Plus de 100 000 personnes – soit la quasi-totalité de la population – ont été déplacées par les explosions de violence de mai 2011. L’insécurité qui continue à régner sur place, la présence des forces armées et de milices, et le danger posé par les mines terrestres les empêchent de rentrer.

« L’armée soudanaise et les milices qui lui sont alliées ont chassé la quasi-totalité des habitants hors de la région d’Abyei et réduit leurs maisons en cendres afin d’empêcher leur retour », a indiqué Donatella Rovera, conseillère principale sur la réaction aux crises à Amnesty International, qui s’est rendue à Abyei à la fin novembre ; il s’agissait de la première visite effectuée par une organisation internationale sur place depuis les événements de mai 2011.

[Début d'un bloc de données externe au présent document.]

//! Observability subsystem.
//!
//! # Data Flow
//! ```text
//! config + lifecycle produce:
//!     → tracing events (structured fields, one span per server run)
//!     → metrics.rs (counters, histogram)
//!
//! Consumers:
//!     → logging.rs (fmt subscriber installed by the binary)
//!     → any metrics recorder the embedding process installs
//! ```

pub mod logging;
pub mod metrics;
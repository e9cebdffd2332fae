//! Command-line flag overlay.
//!
//! Flags use the dotted field path as their long name (`--cluster.hosts`).
//! Values are kept as text and decoded by the resolver so that malformed
//! input is reported with the field name and the `flag` source.

use std::path::PathBuf;

use clap::Args;
use toml::Value;

use crate::config::field::{self, Field};
use crate::config::tree::{ConfigTree, Source};

/// Configuration flags shared by every subcommand that resolves config.
#[derive(Debug, Clone, Default, Args)]
pub struct ConfigFlags {
    /// Path to a TOML configuration file
    #[arg(long, short = 'c', value_name = "PATH")]
    pub config: Option<PathBuf>,

    /// Directory for index data
    #[arg(long = "data-dir", short = 'd', value_name = "PATH")]
    pub data_dir: Option<String>,

    /// Address to listen on
    #[arg(long, short = 'b', value_name = "HOST:PORT")]
    pub bind: Option<String>,

    /// Log level (trace, debug, info, warn, error)
    #[arg(long = "log-level", value_name = "LEVEL")]
    pub log_level: Option<String>,

    /// Maximum number of write operations accepted per request
    #[arg(long = "max-writes-per-request", value_name = "N")]
    pub max_writes_per_request: Option<String>,

    /// Comma-separated list of cluster hosts
    #[arg(long = "cluster.hosts", value_name = "HOST:PORT,...")]
    pub cluster_hosts: Option<String>,

    /// Number of replicas kept for each shard
    #[arg(long = "cluster.replicas", value_name = "N")]
    pub cluster_replicas: Option<String>,

    /// Interval between cluster membership polls
    #[arg(long = "cluster.poll-interval", value_name = "DURATION")]
    pub cluster_poll_interval: Option<String>,

    /// Queries running longer than this are logged
    #[arg(long = "cluster.long-query-time", value_name = "DURATION")]
    pub cluster_long_query_time: Option<String>,

    /// Interval between anti-entropy passes
    #[arg(long = "anti-entropy.interval", value_name = "DURATION")]
    pub anti_entropy_interval: Option<String>,

    /// Write a CPU profile to this file
    #[arg(long = "profile.cpu", value_name = "PATH")]
    pub profile_cpu: Option<String>,

    /// How long to capture the CPU profile
    #[arg(long = "profile.cpu-time", value_name = "DURATION")]
    pub profile_cpu_time: Option<String>,

    /// Directory to load plugins from
    #[arg(long = "plugins.path", value_name = "PATH")]
    pub plugins_path: Option<String>,
}

impl ConfigFlags {
    /// Build the flag layer. Only flags given on the command line appear.
    pub fn overlay(&self) -> ConfigTree {
        let mut tree = ConfigTree::new(Source::Flag);
        for (field, value) in self.values() {
            if let Some(value) = value {
                tree.insert(&field, Value::String(value.clone()));
            }
        }
        tree
    }

    fn values(&self) -> [(Field, &Option<String>); 12] {
        [
            (field::DATA_DIR, &self.data_dir),
            (field::BIND, &self.bind),
            (field::LOG_LEVEL, &self.log_level),
            (field::MAX_WRITES_PER_REQUEST, &self.max_writes_per_request),
            (field::CLUSTER_HOSTS, &self.cluster_hosts),
            (field::CLUSTER_REPLICAS, &self.cluster_replicas),
            (field::CLUSTER_POLL_INTERVAL, &self.cluster_poll_interval),
            (field::CLUSTER_LONG_QUERY_TIME, &self.cluster_long_query_time),
            (field::ANTI_ENTROPY_INTERVAL, &self.anti_entropy_interval),
            (field::PROFILE_CPU, &self.profile_cpu),
            (field::PROFILE_CPU_TIME, &self.profile_cpu_time),
            (field::PLUGINS_PATH, &self.plugins_path),
        ]
    }
}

« Les maisons calcinées et les immeubles déserts et ravagés sont les séquelles des atrocités qui ont eu lieu à Abyei, qui est désormais une ville fantôme. Tout ce qui avait de la valeur a été pillé, notamment les locaux d’organisations humanitaires. Désormais le seul signe de vie est la présence des soldats et de la force de maintien de la paix des Nations unies. »

Ce qui est arrivé à Abyei n’a pas donné lieu à des enquêtes dignes de ce nom et on ne connaît pas pour l’instant avec précision le nombre de morts, de blessés ou encore de disparus.

Les Nations unies doivent veiller à ce qu’une enquête adéquate soit ouverte. En attendant, elles doivent rendre publiques toutes les informations recueillies par la mission de l’ONU déployée à l’époque à Abyei ou par d’autres organes de l’ONU pendant et après les événements.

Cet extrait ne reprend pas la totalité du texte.